DATA UNDER STUDY:
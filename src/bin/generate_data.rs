use std::path::PathBuf;

use clap::Parser;
use flight_http_bench::{
    common::{
        group_thousands, init_tracing, mib, DEFAULT_BATCH_SIZE, DEFAULT_DATA_FILE, DEFAULT_ROWS,
    },
    dataset::{generate, GenerateOptions},
};

/// Create the Parquet test file for benchmarking.
#[derive(Parser, Debug)]
#[clap(version, about, long_about = None)]
struct Args {
    /// Number of rows.
    #[clap(long, default_value_t = DEFAULT_ROWS)]
    rows: usize,

    /// Output file.
    #[clap(long, default_value = DEFAULT_DATA_FILE)]
    output: PathBuf,

    /// Rows generated and written per record batch.
    #[clap(long, default_value_t = DEFAULT_BATCH_SIZE)]
    batch_size: usize,

    /// Seed for reproducible data.
    #[clap(long)]
    seed: Option<u64>,

    /// Enable debug logging.
    #[clap(short, long)]
    verbose: bool,
}

fn main() {
    let args = Args::parse();
    init_tracing(args.verbose);

    let options = GenerateOptions {
        rows: args.rows,
        output: args.output,
        batch_size: args.batch_size,
        seed: args.seed,
    };

    println!("Generating {} rows...", group_thousands(options.rows as u64));
    println!("Writing to {}...", options.output.display());
    let summary = match generate(&options) {
        Ok(summary) => summary,
        Err(err) => {
            eprintln!("Error: {}", err);
            std::process::exit(1);
        }
    };

    println!("✓ Created {}", options.output.display());
    println!("  Rows: {}", group_thousands(summary.rows as u64));
    println!("  Columns: {}", summary.columns);
    println!("  Uncompressed size: {:.1} MB", mib(summary.uncompressed_bytes));
    println!("  File size (snappy): {:.1} MB", mib(summary.file_bytes));
    println!("  Compression ratio: {:.2}x", summary.compression_ratio());
}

WHAT YOU SHOULD DO: Every entry above should be returned exactly as written.

WRITTEN ANSWER:
filename src/bin/generate_data.rs
use std::path::PathBuf;

use clap::Parser;
use flight_http_bench::{
    common::{
        group_thousands, init_tracing, mib, DEFAULT_BATCH_SIZE, DEFAULT_DATA_FILE, DEFAULT_ROWS,
    },
    dataset::{generate, GenerateOptions},
};

/// Create the Parquet test file for benchmarking.
#[derive(Parser, Debug)]
#[clap(version, about, long_about = None)]
struct Args {
    /// Number of rows.
    #[clap(long, default_value_t = DEFAULT_ROWS)]
    rows: usize,

    /// Output file.
    #[clap(long, default_value = DEFAULT_DATA_FILE)]
    output: PathBuf,

    /// Rows generated and written per record batch.
    #[clap(long, default_value_t = DEFAULT_BATCH_SIZE)]
    batch_size: usize,

    /// Seed for reproducible data.
    #[clap(long)]
    seed: Option<u64>,

    /// Enable debug logging.
    #[clap(short, long)]
    verbose: bool,
}

fn main() {
    let args = Args::parse();
    init_tracing(args.verbose);

    let options = GenerateOptions {
        rows: args.rows,
        output: args.output,
        batch_size: args.batch_size,
        seed: args.seed,
    };

    println!("Generating {} rows...", group_thousands(options.rows as u64));
    println!("Writing to {}...", options.output.display());
    let summary = match generate(&options) {
        Ok(summary) => summary,
        Err(err) => {
            eprintln!("Error: {}", err);
            std::process::exit(1);
        }
    };

    println!("✓ Created {}", options.output.display());
    println!("  Rows: {}", group_thousands(summary.rows as u64));
    println!("  Columns: {}", summary.columns);
    println!("  Uncompressed size: {:.1} MB", mib(summary.uncompressed_bytes));
    println!("  File size (snappy): {:.1} MB", mib(summary.file_bytes));
    println!("  Compression ratio: {:.2}x", summary.compression_ratio());
}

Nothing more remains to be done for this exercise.